Иван Никитич привел Михаила в разоренный патриарший дом в ту самую минуту, когда от Гермогена стремительно вышел Гонсевский. Хотел проскочить мимо, но остановился, глянул на белого, бледного боярина, на румяного стольника, хотел что-то сказать, но только безнадежно махнул рукой. Пошел, но опять остановился, повернулся.

– Он слишком стар. Все худшее, что есть в русских, в нем сполна. Впрочем, испробуйте… Бог судья – я желал мира.

Едва переступили порожек кельи, Гермоген, сидевший у стола, остановил Ивана Никитича властным жестом руки:

– Ты ступай! Тебя глаза устали видеть. Больно частый ходок. – И улыбнулся Михаилу. – Как ты мужествен. Но как же ты кроток!

Михаил стоял посреди кельи, не смея с ноги на ногу переступить.

– Погляди на меня, погляди, подними очи смело, – сказал Гермоген. – Больше, может, и не доведется.

– Благослови, святейший.

– Благословляю.

Михаил счастливо устремился к патриарху, но подходил, однако, со смиренным непоспешанием.

– Стать у тебя истинная, от царя Константина, – сказал Гермоген, благословляя юношу. – Возьми скамейку, садись ближе. Погляжу на тебя. Нам с тобой и говорить много не надо. Для единых сердцем помолчать в согласии слаще пира и высокоумия.

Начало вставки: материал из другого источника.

use foundation::falloc::vec::FVec;
use foundation::io::{Write, WriteExactError, WriteInto};
use foundation::net::MacAddr;
use num_enum::{IntoPrimitive, TryFromPrimitive};
use thiserror::Error;

#[derive(Debug, Eq, PartialEq)]
pub struct RawEthernetFrame {
    data: FVec<u8>,
}

impl AsRef<[u8]> for RawEthernetFrame {
    fn as_ref(&self) -> &[u8] {
        &self.data
    }
}

/// A valid ethernet frame.
#[derive(Debug, PartialEq)]
pub struct EthernetFrame<'a> {
    pub mac_destination: MacAddr,
    pub mac_source: MacAddr,
    pub qtag: Option<Qtag>,
    pub ether_type: EtherType,
    pub payload: &'a [u8],
}

#[derive(Debug, Copy, Clone, Eq, PartialEq, TryFromPrimitive, IntoPrimitive)]
#[repr(u16)]
pub enum EtherType {
    Ipv4 = 0x0800,
    Arp = 0x0806,
}

#[derive(Debug, Eq, PartialEq)]
pub struct Qtag {
    pub tpid: u16,
    pub tci: u16,
}

impl Qtag {
    pub fn size(&self) -> usize {
        4
    }
}

impl EthernetFrame<'_> {
    pub fn size(&self) -> usize {
        let qtag = self.qtag.as_ref().map_or(0, Qtag::size);
        6 + // mac_destination
            6 + // mac_source
            qtag + // qtag
            2 + // ether_type
            self.payload.len().max(46 - qtag) + // payload
            4 // fcs
    }
}

#[derive(Debug, Copy, Clone, Eq, PartialEq, Error)]
pub enum ReadEthernetFrameError {
    #[error("frame too short: expected {expected} bytes, got {actual}")]
    TooShort { expected: usize, actual: usize },
    #[error("invalid ether type: {0:04x}")]
    InvalidEtherType(u16),
    #[error("invalid frame check sequence")]
    ChecksumError,
}

impl<'raw> TryFrom<&'raw [u8]> for EthernetFrame<'raw> {
    type Error = ReadEthernetFrameError;

    fn try_from(value: &'raw [u8]) -> Result<Self, Self::Error> {
        const MIN_LENGTH: usize = 64;
        if value.len() < MIN_LENGTH {
            return Err(ReadEthernetFrameError::TooShort {
                expected: MIN_LENGTH,
                actual: value.len(),
            });
        }

        let mac_destination =
            MacAddr::from([value[0], value[1], value[2], value[3], value[4], value[5]]);
        let mac_source =
            MacAddr::from([value[6], value[7], value[8], value[9], value[10], value[11]]);
        let ether_type = u16::from_be_bytes([value[12], value[13]]);
        let (payload_start, ether_type, qtag) = if ether_type == 0x8100 {
            let tpid = ether_type;
            let tci = u16::from_be_bytes([value[14], value[15]]);
            let qtag = Qtag { tpid, tci };
            let ether_type = u16::from_be_bytes([value[16], value[17]]);
            (18, ether_type, Some(qtag))
        } else {
            (14, ether_type, None)
        };
        let ether_type = EtherType::try_from(ether_type)
            .map_err(|e| ReadEthernetFrameError::InvalidEtherType(e.number))?;

        let payload = &value[payload_start..value.len() - 4];

        // TODO: validate FCS
        let _fcs = u32::from_be_bytes([
            value[value.len() - 4],
            value[value.len() - 3],
            value[value.len() - 2],
            value[value.len() - 1],
        ]);

        Ok(Self {
            mac_destination,
            mac_source,
            qtag,
            ether_type,
            payload,
        })
    }
}

impl<'a> TryFrom<&'a RawEthernetFrame> for EthernetFrame<'a> {
    type Error = ReadEthernetFrameError;

    fn try_from(value: &'a RawEthernetFrame) -> Result<Self, Self::Error> {
        TryFrom::<&'a [u8]>::try_from(value.as_ref())
    }
}

impl WriteInto<u8> for EthernetFrame<'_> {
    fn write_into(&self, out: &mut impl Write<u8>) -> Result<(), WriteExactError> {
        out.write_exact(self.mac_destination.octets().as_slice())?;
        out.write_exact(self.mac_source.octets().as_slice())?;
        if let Some(qtag) = self.qtag.as_ref() {
            out.write_exact(&qtag.tpid.to_be_bytes())?;
            out.write_exact(&qtag.tci.to_be_bytes())?;
        }
        out.write_exact(&Into::<u16>::into(self.ether_type).to_be_bytes())?;
        out.write_exact(self.payload)?;
        // TODO: padding

        let qtag_size = self.qtag.as_ref().map_or(0, Qtag::size);
        let padding_size = (46 - qtag_size).saturating_sub(self.payload.len());
        for _ in 0..padding_size {
            out.write_exact(&[0])?; // TODO: make more efficient?
        }

        // TODO: compute fcs
        out.write_exact(&[0, 0, 0, 0])?;

        Ok(())
    }
}

#[cfg(test)]
mod tests {
    use super::*;
    use alloc::vec::Vec;
    use foundation::io::Cursor;

    #[test]
    fn test_size() {
        for (payload, size) in [
            ([].as_slice(), 64),
            ([0].as_slice(), 64),
            ([1; 17].as_slice(), 64),
            ([2; 46].as_slice(), 64),
            ([0xAB; 47].as_slice(), 65),
        ] {
            let frame = EthernetFrame {
                mac_destination: MacAddr::BROADCAST,
                mac_source: MacAddr::BROADCAST,
                qtag: None,
                ether_type: EtherType::Ipv4,
                payload,
            };
            assert_eq!(
                frame.size(),
                size,
                "expected size {} for payload {:?}, but got {}",
                size,
                payload,
                frame.size(),
            );
        }
    }

    #[test]
    fn test_serialize_deserialize_qtag() {
        let frame = EthernetFrame {
            mac_destination: MacAddr::from([0x01, 0x23, 0x45, 0x67, 0x89, 0xAB]),
            mac_source: MacAddr::from([0x12, 0x34, 0x56, 0x78, 0x9A, 0xBC]),
            qtag: Some(Qtag {
                tpid: 0x8100,
                tci: 0x1234,
            }),
            ether_type: EtherType::Ipv4,
            payload: [0xAB; 400].as_slice(),
        };
        let mut buf = Vec::new();
        let mut cursor = Cursor::new(&mut buf);
        frame.write_into(&mut cursor).unwrap();
        let frame2 = EthernetFrame::try_from(buf.as_slice()).unwrap();
        assert_eq!(frame, frame2);
    }

    #[test]
    fn test_serialize_deserialize() {
        let frame = EthernetFrame {
            mac_destination: MacAddr::from([0x01, 0x23, 0x45, 0x67, 0x89, 0xAB]),
            mac_source: MacAddr::from([0x12, 0x34, 0x56, 0x78, 0x9A, 0xBC]),
            qtag: None,
            ether_type: EtherType::Ipv4,
            payload: [0xAB; 400].as_slice(),
        };
        let mut buf = Vec::new();
        let mut cursor = Cursor::new(&mut buf);
        frame.write_into(&mut cursor).unwrap();
        let frame2 = EthernetFrame::try_from(buf.as_slice()).unwrap();
        assert_eq!(frame, frame2);
    }
}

Глядел стариковскими, совсем домашними глазами. Михаилу было неловко.

– Кротость – лучшая прибыль царству. Никогда не печалуйся, что не рожден помыкать ни полком, ни человеком, ни кошкой. Твоим благожеланием спасена будет.

Михаил поднял хорошие свои бровки – кто спасется? Не посмел спросить.

– Ступай, я утешен. – Гермоген положил на голову юноши большую свою руку. Ни тяжести, ни старческого холода: прикосновение легкое, ласковое.

Михаил встал, поклонился. Гермоген тоже встал и тоже поклонился.

– Святейший! – прошептал юноша смятенно и торопливо поклонился трижды, и трижды поклонился ему Гермоген.

У Ивана Никитича правое ухо было красное: уж так, видно, прижимался к двери.

– Что? – спросил племянника.

– Не знаю, – ответил Михаил растерянно.

– О чем говорили?

– Мы молчали.

Иван Никитич поглядел на Михаила обидчиво и быстро захромал прочь из опального дома.

10

В ночь на Страстной вторник все польское воинство спало, не снимая доспехов, а в городе даже собак не слышно было. Москва, утомленная долгим постом и молитвами, спала, как в забытьи.

Дождавшись рассвета, Гонсевский приказал полкам иноземного строя, предавшим русское войско в Клушине, построиться за Фроловскими воротами.

Вся свора доносчиков и соглядатаев навострила глаза и уши, но, хоть тресни, не с чем было бежать к хозяевам, никакой надежды на косточку.

В дозволенный для службы, в светлый час попы отпирали церкви, зажигали лампады и свечи, пели во имя Страстной седмицы пятидесятый псалом:

– «Помилуй меня, Боже, по великой милости Твоей, и по множеству щедрот Твоих изгладь беззакония мои.

…Окропи меня иссопом, и буду чист; омой меня, и буду белее снега».

Покряхтывая на утреннем, на колючем морозце, торговые люди отпирали лавки. Взбадривали себя и ранних покупателей окликами, присловьями:

– С Дарьей, с грязными пролубницами.

– Оклади пролуби!

– Мороз, вот тебе хлеб да овес! Убирайся подобру-поздорову!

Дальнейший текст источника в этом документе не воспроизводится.